Stored data:
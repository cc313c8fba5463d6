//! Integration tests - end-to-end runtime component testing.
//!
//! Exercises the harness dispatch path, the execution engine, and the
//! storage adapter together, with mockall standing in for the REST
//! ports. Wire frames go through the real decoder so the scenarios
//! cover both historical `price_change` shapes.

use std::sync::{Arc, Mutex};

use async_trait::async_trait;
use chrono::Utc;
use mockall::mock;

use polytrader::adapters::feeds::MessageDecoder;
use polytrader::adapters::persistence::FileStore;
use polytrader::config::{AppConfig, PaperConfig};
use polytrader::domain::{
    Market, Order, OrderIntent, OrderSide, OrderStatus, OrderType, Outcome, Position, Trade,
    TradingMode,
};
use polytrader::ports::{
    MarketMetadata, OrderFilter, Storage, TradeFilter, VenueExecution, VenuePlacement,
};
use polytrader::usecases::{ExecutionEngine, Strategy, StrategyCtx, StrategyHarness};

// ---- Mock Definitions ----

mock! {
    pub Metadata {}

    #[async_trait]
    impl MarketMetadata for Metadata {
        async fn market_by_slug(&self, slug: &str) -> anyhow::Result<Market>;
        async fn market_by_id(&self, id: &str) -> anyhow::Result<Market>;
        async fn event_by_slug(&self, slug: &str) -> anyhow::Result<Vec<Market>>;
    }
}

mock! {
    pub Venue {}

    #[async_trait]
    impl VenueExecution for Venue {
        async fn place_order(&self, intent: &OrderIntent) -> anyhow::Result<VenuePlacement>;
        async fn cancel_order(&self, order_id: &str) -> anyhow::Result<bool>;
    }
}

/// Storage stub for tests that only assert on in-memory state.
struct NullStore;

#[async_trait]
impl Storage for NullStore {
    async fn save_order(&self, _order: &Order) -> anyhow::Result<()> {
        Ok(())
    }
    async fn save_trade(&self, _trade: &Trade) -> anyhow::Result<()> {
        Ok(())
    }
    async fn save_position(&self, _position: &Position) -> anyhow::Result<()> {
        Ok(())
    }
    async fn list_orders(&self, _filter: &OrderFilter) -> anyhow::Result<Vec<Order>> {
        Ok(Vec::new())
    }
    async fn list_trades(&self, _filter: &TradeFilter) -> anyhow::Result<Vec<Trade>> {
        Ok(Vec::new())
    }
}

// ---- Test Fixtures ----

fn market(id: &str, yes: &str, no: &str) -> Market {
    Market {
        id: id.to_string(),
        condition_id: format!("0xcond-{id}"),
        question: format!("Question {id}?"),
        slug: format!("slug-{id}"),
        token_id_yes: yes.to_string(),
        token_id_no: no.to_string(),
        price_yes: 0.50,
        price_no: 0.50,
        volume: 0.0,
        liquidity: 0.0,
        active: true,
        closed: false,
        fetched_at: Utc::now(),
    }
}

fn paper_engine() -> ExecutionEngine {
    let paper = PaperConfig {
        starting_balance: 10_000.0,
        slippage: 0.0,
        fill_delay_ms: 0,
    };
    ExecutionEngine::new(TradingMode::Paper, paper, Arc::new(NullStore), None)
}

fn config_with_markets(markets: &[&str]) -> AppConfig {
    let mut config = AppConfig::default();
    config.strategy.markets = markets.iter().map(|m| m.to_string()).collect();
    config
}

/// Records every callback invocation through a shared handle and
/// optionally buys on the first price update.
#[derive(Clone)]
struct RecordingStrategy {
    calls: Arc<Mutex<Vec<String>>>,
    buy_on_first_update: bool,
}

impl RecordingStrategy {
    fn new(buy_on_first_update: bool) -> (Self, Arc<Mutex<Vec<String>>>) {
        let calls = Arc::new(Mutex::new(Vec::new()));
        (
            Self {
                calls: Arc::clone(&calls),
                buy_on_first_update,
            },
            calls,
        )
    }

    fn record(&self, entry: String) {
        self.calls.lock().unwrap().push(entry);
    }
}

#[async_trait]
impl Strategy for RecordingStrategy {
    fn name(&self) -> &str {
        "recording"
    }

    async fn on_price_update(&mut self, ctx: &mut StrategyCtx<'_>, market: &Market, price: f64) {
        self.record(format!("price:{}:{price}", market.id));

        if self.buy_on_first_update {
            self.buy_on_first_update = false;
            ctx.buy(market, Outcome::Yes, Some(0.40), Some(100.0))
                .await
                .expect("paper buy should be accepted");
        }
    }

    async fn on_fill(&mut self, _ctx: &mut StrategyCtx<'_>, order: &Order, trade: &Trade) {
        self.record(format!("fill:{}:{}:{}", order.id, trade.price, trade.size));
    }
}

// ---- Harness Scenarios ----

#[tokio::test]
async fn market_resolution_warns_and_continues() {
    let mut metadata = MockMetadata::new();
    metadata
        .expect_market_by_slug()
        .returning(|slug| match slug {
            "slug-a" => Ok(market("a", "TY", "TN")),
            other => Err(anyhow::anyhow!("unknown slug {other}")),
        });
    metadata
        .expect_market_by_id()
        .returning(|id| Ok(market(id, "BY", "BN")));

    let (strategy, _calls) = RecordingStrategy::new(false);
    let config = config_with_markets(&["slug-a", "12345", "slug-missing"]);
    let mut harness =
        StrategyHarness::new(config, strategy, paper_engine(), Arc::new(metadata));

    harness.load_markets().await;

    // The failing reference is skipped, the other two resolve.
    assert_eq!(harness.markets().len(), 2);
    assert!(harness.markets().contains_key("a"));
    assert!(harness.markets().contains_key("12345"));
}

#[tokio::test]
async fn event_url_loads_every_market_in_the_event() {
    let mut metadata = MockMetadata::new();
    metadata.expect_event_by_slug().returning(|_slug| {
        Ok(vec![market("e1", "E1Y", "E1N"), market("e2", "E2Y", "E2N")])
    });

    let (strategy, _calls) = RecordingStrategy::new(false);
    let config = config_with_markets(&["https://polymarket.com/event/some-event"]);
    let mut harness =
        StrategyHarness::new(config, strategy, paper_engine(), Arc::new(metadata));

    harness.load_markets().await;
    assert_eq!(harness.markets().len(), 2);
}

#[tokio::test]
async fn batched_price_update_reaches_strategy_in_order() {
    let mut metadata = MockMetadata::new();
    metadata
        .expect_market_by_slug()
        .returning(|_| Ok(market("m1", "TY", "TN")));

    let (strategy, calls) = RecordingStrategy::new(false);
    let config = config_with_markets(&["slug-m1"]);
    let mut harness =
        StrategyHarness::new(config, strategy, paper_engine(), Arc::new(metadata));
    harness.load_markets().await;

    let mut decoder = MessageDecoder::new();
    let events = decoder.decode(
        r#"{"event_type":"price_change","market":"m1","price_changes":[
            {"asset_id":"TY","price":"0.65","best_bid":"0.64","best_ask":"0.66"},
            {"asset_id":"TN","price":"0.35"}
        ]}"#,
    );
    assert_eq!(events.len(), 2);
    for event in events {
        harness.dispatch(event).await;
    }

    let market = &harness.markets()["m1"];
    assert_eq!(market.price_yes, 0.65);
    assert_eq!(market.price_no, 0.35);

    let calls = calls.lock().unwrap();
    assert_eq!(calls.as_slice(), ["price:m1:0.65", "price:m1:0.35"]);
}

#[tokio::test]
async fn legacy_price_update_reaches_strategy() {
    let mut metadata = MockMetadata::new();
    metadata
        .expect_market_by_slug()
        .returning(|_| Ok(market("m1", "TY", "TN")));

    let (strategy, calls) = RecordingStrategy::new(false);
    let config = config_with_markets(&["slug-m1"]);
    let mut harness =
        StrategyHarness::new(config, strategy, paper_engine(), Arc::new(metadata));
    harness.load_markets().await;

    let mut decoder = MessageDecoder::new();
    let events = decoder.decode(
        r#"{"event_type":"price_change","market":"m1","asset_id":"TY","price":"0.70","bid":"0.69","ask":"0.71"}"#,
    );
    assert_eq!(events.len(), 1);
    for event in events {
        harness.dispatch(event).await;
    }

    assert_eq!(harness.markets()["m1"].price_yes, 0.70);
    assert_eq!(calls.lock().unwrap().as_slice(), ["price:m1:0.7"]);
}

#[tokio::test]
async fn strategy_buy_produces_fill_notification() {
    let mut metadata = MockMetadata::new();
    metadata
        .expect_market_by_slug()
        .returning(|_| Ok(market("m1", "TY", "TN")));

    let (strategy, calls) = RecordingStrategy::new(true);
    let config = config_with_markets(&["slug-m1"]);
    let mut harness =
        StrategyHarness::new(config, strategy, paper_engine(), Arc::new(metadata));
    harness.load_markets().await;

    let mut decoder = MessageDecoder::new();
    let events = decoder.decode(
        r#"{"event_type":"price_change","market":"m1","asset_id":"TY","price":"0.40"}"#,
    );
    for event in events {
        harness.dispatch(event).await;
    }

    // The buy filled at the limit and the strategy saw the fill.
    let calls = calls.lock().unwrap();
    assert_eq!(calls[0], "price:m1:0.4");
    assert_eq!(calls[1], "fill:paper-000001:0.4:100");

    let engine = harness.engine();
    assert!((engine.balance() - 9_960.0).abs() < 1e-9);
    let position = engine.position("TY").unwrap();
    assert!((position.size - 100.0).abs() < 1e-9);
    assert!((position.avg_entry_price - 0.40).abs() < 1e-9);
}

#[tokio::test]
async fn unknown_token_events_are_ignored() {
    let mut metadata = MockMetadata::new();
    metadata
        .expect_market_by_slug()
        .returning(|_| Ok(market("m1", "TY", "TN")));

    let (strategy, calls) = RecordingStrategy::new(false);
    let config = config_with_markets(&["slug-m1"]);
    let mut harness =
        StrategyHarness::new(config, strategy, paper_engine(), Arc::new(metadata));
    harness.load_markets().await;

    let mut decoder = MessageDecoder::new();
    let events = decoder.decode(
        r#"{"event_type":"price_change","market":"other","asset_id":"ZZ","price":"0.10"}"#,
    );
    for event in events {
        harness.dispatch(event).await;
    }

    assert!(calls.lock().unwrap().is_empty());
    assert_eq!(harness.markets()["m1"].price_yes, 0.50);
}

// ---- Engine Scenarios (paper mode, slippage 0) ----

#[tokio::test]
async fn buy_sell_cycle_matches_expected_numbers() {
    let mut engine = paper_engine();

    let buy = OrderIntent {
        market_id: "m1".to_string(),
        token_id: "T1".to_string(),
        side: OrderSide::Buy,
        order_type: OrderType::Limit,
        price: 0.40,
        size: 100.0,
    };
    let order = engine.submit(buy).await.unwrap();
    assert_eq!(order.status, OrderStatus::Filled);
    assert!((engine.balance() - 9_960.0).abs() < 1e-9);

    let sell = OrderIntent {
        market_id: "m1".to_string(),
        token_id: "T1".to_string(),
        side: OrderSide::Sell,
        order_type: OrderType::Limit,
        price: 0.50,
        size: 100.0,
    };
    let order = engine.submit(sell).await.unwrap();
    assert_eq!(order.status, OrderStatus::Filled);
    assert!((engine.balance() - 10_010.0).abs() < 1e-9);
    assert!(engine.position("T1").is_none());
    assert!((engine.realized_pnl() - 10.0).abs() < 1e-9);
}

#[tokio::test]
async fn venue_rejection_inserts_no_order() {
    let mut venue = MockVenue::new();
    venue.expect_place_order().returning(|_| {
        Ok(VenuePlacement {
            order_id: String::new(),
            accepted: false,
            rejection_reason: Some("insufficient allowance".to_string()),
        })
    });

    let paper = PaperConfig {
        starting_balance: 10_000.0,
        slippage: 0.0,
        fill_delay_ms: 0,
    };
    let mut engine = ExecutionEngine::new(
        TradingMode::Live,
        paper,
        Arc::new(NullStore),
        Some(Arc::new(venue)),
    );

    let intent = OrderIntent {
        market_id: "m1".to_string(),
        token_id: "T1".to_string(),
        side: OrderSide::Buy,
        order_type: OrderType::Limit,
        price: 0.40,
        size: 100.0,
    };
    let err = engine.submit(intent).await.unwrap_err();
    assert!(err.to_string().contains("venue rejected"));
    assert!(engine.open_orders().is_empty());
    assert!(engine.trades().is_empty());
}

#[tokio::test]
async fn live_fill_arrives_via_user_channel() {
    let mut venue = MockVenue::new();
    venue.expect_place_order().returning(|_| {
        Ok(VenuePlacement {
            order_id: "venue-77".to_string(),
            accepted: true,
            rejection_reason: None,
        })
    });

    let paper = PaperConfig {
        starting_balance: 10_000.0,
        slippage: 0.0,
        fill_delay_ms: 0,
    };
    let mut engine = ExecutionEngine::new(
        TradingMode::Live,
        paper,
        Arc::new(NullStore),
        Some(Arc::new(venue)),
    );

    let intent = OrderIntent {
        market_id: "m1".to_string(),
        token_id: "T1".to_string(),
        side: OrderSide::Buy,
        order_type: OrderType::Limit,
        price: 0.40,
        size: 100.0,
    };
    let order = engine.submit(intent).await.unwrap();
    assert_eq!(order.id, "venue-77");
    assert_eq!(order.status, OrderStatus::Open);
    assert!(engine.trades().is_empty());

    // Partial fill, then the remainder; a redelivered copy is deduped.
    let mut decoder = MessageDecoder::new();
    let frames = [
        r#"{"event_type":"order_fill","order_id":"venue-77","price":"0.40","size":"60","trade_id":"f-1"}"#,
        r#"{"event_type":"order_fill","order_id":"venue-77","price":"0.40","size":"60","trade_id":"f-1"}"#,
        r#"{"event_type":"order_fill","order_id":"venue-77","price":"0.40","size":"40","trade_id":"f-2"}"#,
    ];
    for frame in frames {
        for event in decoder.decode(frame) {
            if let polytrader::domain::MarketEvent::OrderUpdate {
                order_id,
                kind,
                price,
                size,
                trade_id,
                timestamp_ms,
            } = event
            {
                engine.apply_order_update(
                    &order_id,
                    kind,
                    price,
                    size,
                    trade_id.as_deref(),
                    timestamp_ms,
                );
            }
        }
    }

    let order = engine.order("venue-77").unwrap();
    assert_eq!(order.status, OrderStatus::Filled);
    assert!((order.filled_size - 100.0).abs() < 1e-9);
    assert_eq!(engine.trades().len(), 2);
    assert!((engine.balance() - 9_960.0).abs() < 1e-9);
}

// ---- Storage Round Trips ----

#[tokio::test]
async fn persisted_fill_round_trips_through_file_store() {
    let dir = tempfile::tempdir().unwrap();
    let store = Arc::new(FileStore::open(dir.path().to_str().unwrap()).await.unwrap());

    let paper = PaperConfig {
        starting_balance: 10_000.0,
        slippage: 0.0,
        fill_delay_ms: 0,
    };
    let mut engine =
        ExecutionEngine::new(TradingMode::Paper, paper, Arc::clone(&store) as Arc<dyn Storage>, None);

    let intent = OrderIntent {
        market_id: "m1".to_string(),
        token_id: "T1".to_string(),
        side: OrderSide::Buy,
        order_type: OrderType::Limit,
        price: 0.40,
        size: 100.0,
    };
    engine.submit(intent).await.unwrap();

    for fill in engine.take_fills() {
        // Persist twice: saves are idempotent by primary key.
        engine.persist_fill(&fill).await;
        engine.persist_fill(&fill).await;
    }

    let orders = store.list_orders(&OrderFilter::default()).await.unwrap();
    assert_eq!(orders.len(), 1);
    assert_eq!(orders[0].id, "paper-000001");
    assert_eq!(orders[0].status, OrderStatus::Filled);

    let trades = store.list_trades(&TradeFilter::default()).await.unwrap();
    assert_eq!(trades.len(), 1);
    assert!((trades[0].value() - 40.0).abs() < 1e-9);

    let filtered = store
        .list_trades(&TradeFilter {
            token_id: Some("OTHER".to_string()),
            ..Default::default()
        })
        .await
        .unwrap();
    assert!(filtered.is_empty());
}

- _WHAT IS NEEDED_
Search the records for the string "OrderFilter", and copy every line that holds it.

- _RESULT FOR THIS EXERCISE_
    MarketMetadata, OrderFilter, Storage, TradeFilter, VenueExecution, VenuePlacement,
    async fn list_orders(&self, _filter: &OrderFilter) -> anyhow::Result<Vec<Order>> {
    let orders = store.list_orders(&OrderFilter::default()).await.unwrap();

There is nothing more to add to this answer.